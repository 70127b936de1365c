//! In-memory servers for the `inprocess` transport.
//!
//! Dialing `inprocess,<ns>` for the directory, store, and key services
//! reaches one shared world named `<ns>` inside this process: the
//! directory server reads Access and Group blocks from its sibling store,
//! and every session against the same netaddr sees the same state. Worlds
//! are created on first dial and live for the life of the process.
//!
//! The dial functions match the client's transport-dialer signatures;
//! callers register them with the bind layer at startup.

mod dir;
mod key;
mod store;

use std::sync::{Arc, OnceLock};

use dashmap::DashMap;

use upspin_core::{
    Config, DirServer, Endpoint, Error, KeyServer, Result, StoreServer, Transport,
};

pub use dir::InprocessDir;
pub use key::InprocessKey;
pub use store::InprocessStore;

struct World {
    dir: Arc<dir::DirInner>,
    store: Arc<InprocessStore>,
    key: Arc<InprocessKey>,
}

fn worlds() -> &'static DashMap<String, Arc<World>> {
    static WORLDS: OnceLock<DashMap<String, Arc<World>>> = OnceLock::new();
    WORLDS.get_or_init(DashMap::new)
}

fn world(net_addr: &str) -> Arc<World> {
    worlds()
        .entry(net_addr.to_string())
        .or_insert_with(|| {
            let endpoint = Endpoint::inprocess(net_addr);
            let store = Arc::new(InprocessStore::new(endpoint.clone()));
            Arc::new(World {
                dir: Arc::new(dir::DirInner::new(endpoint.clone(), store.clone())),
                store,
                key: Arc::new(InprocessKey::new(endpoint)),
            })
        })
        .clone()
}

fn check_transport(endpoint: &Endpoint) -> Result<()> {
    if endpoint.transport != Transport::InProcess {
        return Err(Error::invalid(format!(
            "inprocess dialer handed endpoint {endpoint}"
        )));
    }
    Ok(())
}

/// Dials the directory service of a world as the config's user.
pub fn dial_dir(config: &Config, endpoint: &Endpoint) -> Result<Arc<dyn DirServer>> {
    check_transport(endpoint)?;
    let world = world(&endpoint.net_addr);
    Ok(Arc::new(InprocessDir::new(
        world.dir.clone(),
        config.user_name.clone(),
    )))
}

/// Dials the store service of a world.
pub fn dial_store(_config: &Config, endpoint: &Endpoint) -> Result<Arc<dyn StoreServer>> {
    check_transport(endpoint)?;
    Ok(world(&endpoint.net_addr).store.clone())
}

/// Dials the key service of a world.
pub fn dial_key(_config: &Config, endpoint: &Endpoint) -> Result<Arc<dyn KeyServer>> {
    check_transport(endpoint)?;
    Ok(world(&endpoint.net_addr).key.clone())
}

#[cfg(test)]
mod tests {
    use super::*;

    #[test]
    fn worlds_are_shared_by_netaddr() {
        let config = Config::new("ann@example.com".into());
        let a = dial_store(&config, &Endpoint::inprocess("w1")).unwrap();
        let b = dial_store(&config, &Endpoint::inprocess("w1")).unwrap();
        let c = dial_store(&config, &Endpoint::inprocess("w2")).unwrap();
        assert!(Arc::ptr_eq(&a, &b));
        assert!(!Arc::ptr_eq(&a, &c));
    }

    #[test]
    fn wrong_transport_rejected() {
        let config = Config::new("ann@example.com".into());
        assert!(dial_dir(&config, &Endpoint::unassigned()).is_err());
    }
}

════════════════

TASK TO CARRY OUT
Retype each entry exactly, leaving none of them out.

RESPONSE TO THE TASK
repository 70127b936de1365c
//! In-memory servers for the `inprocess` transport.
//!
//! Dialing `inprocess,<ns>` for the directory, store, and key services
//! reaches one shared world named `<ns>` inside this process: the
//! directory server reads Access and Group blocks from its sibling store,
//! and every session against the same netaddr sees the same state. Worlds
//! are created on first dial and live for the life of the process.
//!
//! The dial functions match the client's transport-dialer signatures;
//! callers register them with the bind layer at startup.

mod dir;
mod key;
mod store;

use std::sync::{Arc, OnceLock};

use dashmap::DashMap;

use upspin_core::{
    Config, DirServer, Endpoint, Error, KeyServer, Result, StoreServer, Transport,
};

pub use dir::InprocessDir;
pub use key::InprocessKey;
pub use store::InprocessStore;

struct World {
    dir: Arc<dir::DirInner>,
    store: Arc<InprocessStore>,
    key: Arc<InprocessKey>,
}

fn worlds() -> &'static DashMap<String, Arc<World>> {
    static WORLDS: OnceLock<DashMap<String, Arc<World>>> = OnceLock::new();
    WORLDS.get_or_init(DashMap::new)
}

fn world(net_addr: &str) -> Arc<World> {
    worlds()
        .entry(net_addr.to_string())
        .or_insert_with(|| {
            let endpoint = Endpoint::inprocess(net_addr);
            let store = Arc::new(InprocessStore::new(endpoint.clone()));
            Arc::new(World {
                dir: Arc::new(dir::DirInner::new(endpoint.clone(), store.clone())),
                store,
                key: Arc::new(InprocessKey::new(endpoint)),
            })
        })
        .clone()
}

fn check_transport(endpoint: &Endpoint) -> Result<()> {
    if endpoint.transport != Transport::InProcess {
        return Err(Error::invalid(format!(
            "inprocess dialer handed endpoint {endpoint}"
        )));
    }
    Ok(())
}

/// Dials the directory service of a world as the config's user.
pub fn dial_dir(config: &Config, endpoint: &Endpoint) -> Result<Arc<dyn DirServer>> {
    check_transport(endpoint)?;
    let world = world(&endpoint.net_addr);
    Ok(Arc::new(InprocessDir::new(
        world.dir.clone(),
        config.user_name.clone(),
    )))
}

/// Dials the store service of a world.
pub fn dial_store(_config: &Config, endpoint: &Endpoint) -> Result<Arc<dyn StoreServer>> {
    check_transport(endpoint)?;
    Ok(world(&endpoint.net_addr).store.clone())
}

/// Dials the key service of a world.
pub fn dial_key(_config: &Config, endpoint: &Endpoint) -> Result<Arc<dyn KeyServer>> {
    check_transport(endpoint)?;
    Ok(world(&endpoint.net_addr).key.clone())
}

#[cfg(test)]
mod tests {
    use super::*;

    #[test]
    fn worlds_are_shared_by_netaddr() {
        let config = Config::new("ann@example.com".into());
        let a = dial_store(&config, &Endpoint::inprocess("w1")).unwrap();
        let b = dial_store(&config, &Endpoint::inprocess("w1")).unwrap();
        let c = dial_store(&config, &Endpoint::inprocess("w2")).unwrap();
        assert!(Arc::ptr_eq(&a, &b));
        assert!(!Arc::ptr_eq(&a, &c));
    }

    #[test]
    fn wrong_transport_rejected() {
        let config = Config::new("ann@example.com".into());
        assert!(dial_dir(&config, &Endpoint::unassigned()).is_err());
    }
}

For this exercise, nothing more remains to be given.